Work to be completed:
Copy each of the records exactly; leave nothing out.

Dataset content:
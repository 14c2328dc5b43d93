mod fs_ops;

pub mod bash;
pub mod edit;
pub mod glob;
pub mod grep;
pub mod plan_mode;
pub mod read;
pub mod task;
pub mod todo_write;
pub mod write;

use std::sync::Arc;

use loom_core::tools::Tool;

use crate::error::EngineError;
use crate::registry::ToolRegistry;
use crate::subagent::SubagentManager;

/// Every built-in tool except `Task`. Sub-agents draw from this set.
pub fn leaf_tools() -> Vec<Arc<dyn Tool>> {
    vec![
        // File operations
        Arc::new(read::ReadTool),
        Arc::new(write::WriteTool),
        Arc::new(edit::EditTool),
        // Search
        Arc::new(glob::GlobTool),
        Arc::new(grep::GrepTool),
        // Shell
        Arc::new(bash::BashTool::new()),
        // Session state
        Arc::new(todo_write::TodoWriteTool),
        Arc::new(plan_mode::EnterPlanModeTool),
        Arc::new(plan_mode::ExitPlanModeTool),
    ]
}

/// The top-level registry: leaf tools plus `Task` backed by `manager`.
pub fn default_registry(manager: Arc<SubagentManager>) -> Result<ToolRegistry, EngineError> {
    let mut tools = leaf_tools();
    tools.push(Arc::new(task::TaskTool::new(manager)));
    ToolRegistry::from_tools(tools)
}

Solved problem:
repository 14c2328dc5b43d93
mod fs_ops;

pub mod bash;
pub mod edit;
pub mod glob;
pub mod grep;
pub mod plan_mode;
pub mod read;
pub mod task;
pub mod todo_write;
pub mod write;

use std::sync::Arc;

use loom_core::tools::Tool;

use crate::error::EngineError;
use crate::registry::ToolRegistry;
use crate::subagent::SubagentManager;

/// Every built-in tool except `Task`. Sub-agents draw from this set.
pub fn leaf_tools() -> Vec<Arc<dyn Tool>> {
    vec![
        // File operations
        Arc::new(read::ReadTool),
        Arc::new(write::WriteTool),
        Arc::new(edit::EditTool),
        // Search
        Arc::new(glob::GlobTool),
        Arc::new(grep::GrepTool),
        // Shell
        Arc::new(bash::BashTool::new()),
        // Session state
        Arc::new(todo_write::TodoWriteTool),
        Arc::new(plan_mode::EnterPlanModeTool),
        Arc::new(plan_mode::ExitPlanModeTool),
    ]
}

/// The top-level registry: leaf tools plus `Task` backed by `manager`.
pub fn default_registry(manager: Arc<SubagentManager>) -> Result<ToolRegistry, EngineError> {
    let mut tools = leaf_tools();
    tools.push(Arc::new(task::TaskTool::new(manager)));
    ToolRegistry::from_tools(tools)
}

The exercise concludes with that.